PROVIDED DATA Block Start

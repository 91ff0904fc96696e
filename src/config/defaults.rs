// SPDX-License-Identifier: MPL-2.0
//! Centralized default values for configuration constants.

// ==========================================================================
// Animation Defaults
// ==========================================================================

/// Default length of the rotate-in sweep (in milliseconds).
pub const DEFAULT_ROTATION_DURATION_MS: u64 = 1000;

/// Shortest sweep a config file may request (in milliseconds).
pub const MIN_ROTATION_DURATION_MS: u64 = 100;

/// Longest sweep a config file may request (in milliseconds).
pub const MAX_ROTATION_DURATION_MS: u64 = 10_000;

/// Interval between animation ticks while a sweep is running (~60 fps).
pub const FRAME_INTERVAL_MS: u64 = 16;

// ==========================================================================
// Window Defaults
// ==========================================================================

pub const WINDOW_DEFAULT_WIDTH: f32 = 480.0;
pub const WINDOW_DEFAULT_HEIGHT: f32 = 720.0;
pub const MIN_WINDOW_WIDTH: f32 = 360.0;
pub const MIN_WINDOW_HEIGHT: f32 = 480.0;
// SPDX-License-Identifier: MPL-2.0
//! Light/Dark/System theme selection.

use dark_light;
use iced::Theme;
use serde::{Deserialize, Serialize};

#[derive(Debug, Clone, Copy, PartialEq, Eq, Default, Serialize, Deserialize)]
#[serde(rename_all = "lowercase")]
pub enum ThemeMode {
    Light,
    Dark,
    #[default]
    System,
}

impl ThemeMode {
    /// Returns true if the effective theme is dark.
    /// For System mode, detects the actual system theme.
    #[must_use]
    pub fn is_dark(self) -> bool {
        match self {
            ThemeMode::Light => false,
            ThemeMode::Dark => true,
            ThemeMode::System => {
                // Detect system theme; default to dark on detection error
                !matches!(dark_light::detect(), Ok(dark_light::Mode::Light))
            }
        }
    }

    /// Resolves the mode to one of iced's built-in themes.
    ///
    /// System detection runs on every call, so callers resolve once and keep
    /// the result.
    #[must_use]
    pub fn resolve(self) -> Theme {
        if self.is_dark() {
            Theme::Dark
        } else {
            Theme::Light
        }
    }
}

PROVIDED DATA Block End
PROVIDED DATA Block Start

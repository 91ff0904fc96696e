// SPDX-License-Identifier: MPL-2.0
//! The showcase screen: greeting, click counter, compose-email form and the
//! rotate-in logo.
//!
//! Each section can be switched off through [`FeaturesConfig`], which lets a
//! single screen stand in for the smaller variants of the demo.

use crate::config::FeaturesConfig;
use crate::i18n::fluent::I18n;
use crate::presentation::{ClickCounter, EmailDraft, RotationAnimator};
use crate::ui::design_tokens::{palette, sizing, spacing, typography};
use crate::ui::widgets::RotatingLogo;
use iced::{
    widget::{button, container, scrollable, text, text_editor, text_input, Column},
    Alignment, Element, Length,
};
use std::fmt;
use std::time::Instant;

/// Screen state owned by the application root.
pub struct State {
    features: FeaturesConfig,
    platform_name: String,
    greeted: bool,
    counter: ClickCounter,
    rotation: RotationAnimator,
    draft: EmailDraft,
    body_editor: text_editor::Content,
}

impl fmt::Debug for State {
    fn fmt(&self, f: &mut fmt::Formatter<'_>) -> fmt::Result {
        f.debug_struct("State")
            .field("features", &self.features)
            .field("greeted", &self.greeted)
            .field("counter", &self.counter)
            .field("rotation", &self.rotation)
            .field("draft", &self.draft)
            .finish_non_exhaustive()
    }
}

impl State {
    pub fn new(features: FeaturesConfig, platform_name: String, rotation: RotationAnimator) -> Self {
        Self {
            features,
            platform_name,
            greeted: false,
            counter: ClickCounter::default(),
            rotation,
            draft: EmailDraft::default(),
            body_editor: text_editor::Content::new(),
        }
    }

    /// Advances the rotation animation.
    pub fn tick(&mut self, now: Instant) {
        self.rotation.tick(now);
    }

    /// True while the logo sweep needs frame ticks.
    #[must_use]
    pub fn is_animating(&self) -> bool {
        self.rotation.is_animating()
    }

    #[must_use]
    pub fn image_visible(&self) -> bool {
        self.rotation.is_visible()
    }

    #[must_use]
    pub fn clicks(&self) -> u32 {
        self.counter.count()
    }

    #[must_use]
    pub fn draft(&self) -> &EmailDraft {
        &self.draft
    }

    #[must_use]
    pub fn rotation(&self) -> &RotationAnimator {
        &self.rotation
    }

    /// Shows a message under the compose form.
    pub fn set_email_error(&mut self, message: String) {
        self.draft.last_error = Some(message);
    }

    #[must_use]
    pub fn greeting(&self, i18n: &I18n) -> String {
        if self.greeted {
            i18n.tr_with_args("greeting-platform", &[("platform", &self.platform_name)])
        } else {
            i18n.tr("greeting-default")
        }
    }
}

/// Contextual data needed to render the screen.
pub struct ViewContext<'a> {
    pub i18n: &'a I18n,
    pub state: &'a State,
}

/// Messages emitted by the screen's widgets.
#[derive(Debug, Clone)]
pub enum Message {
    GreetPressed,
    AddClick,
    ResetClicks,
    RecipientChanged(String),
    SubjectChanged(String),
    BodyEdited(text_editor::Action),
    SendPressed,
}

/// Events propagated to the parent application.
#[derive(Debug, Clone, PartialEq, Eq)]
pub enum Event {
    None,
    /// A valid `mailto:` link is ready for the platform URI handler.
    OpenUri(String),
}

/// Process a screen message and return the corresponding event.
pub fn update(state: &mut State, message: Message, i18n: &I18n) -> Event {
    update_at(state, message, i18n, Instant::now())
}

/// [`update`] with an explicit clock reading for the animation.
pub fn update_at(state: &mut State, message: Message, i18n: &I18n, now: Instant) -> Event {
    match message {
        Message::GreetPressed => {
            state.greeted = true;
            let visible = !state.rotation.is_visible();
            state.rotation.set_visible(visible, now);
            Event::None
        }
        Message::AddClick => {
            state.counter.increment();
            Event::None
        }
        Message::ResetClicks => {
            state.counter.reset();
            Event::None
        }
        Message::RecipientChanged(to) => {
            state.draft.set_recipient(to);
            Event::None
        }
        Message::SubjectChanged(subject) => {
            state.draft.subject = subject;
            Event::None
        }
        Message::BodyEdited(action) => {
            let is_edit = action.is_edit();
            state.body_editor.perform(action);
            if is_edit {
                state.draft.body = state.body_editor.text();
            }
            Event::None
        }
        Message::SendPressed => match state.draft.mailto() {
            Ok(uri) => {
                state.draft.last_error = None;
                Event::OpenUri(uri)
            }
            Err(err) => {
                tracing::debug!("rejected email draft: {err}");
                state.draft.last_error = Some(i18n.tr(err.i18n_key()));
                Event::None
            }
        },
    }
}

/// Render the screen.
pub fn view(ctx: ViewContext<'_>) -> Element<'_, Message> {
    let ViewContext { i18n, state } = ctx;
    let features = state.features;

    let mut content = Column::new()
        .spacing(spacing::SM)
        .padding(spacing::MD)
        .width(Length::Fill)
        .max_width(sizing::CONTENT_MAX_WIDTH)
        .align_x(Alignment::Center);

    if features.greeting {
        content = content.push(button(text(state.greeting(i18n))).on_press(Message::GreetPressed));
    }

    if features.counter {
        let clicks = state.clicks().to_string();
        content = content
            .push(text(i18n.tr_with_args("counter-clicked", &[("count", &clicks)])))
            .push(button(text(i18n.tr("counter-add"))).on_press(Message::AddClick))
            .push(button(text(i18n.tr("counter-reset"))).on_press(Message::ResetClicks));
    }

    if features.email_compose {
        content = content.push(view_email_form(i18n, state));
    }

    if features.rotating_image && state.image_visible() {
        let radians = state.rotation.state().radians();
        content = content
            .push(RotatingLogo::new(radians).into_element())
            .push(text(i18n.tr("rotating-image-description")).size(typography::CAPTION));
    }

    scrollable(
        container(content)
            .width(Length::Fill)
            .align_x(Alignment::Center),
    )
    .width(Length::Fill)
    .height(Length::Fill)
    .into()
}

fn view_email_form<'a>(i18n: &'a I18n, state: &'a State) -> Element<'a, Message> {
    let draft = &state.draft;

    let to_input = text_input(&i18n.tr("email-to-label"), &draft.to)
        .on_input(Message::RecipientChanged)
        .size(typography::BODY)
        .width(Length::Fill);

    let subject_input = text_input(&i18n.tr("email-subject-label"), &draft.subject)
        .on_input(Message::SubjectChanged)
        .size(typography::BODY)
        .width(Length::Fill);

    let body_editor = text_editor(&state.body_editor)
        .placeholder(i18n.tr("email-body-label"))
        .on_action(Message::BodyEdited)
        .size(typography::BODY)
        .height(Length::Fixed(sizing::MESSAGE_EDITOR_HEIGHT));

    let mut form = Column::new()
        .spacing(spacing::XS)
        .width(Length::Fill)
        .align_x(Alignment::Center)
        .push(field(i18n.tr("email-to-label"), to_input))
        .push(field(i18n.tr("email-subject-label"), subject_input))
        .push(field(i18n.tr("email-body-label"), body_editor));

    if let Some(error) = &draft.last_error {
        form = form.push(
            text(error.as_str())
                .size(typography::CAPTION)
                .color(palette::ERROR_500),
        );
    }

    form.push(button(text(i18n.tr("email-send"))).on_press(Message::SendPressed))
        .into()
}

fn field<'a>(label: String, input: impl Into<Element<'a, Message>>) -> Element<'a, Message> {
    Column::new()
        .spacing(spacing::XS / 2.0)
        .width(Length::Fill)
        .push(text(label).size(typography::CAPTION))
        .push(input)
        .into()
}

PROVIDED DATA Block End

→ **TASK BRIEF**
Take from the material above the lines running from the one with "pub fn rotation(&self)" through the one with "for the animation.", and repeat them exactly, with nothing else.

→ **TASK RESULT**
    pub fn rotation(&self) -> &RotationAnimator {
        &self.rotation
    }

    /// Shows a message under the compose form.
    pub fn set_email_error(&mut self, message: String) {
        self.draft.last_error = Some(message);
    }

    #[must_use]
    pub fn greeting(&self, i18n: &I18n) -> String {
        if self.greeted {
            i18n.tr_with_args("greeting-platform", &[("platform", &self.platform_name)])
        } else {
            i18n.tr("greeting-default")
        }
    }
}

/// Contextual data needed to render the screen.
pub struct ViewContext<'a> {
    pub i18n: &'a I18n,
    pub state: &'a State,
}

/// Messages emitted by the screen's widgets.
#[derive(Debug, Clone)]
pub enum Message {
    GreetPressed,
    AddClick,
    ResetClicks,
    RecipientChanged(String),
    SubjectChanged(String),
    BodyEdited(text_editor::Action),
    SendPressed,
}

/// Events propagated to the parent application.
#[derive(Debug, Clone, PartialEq, Eq)]
pub enum Event {
    None,
    /// A valid `mailto:` link is ready for the platform URI handler.
    OpenUri(String),
}

/// Process a screen message and return the corresponding event.
pub fn update(state: &mut State, message: Message, i18n: &I18n) -> Event {
    update_at(state, message, i18n, Instant::now())
}

/// [`update`] with an explicit clock reading for the animation.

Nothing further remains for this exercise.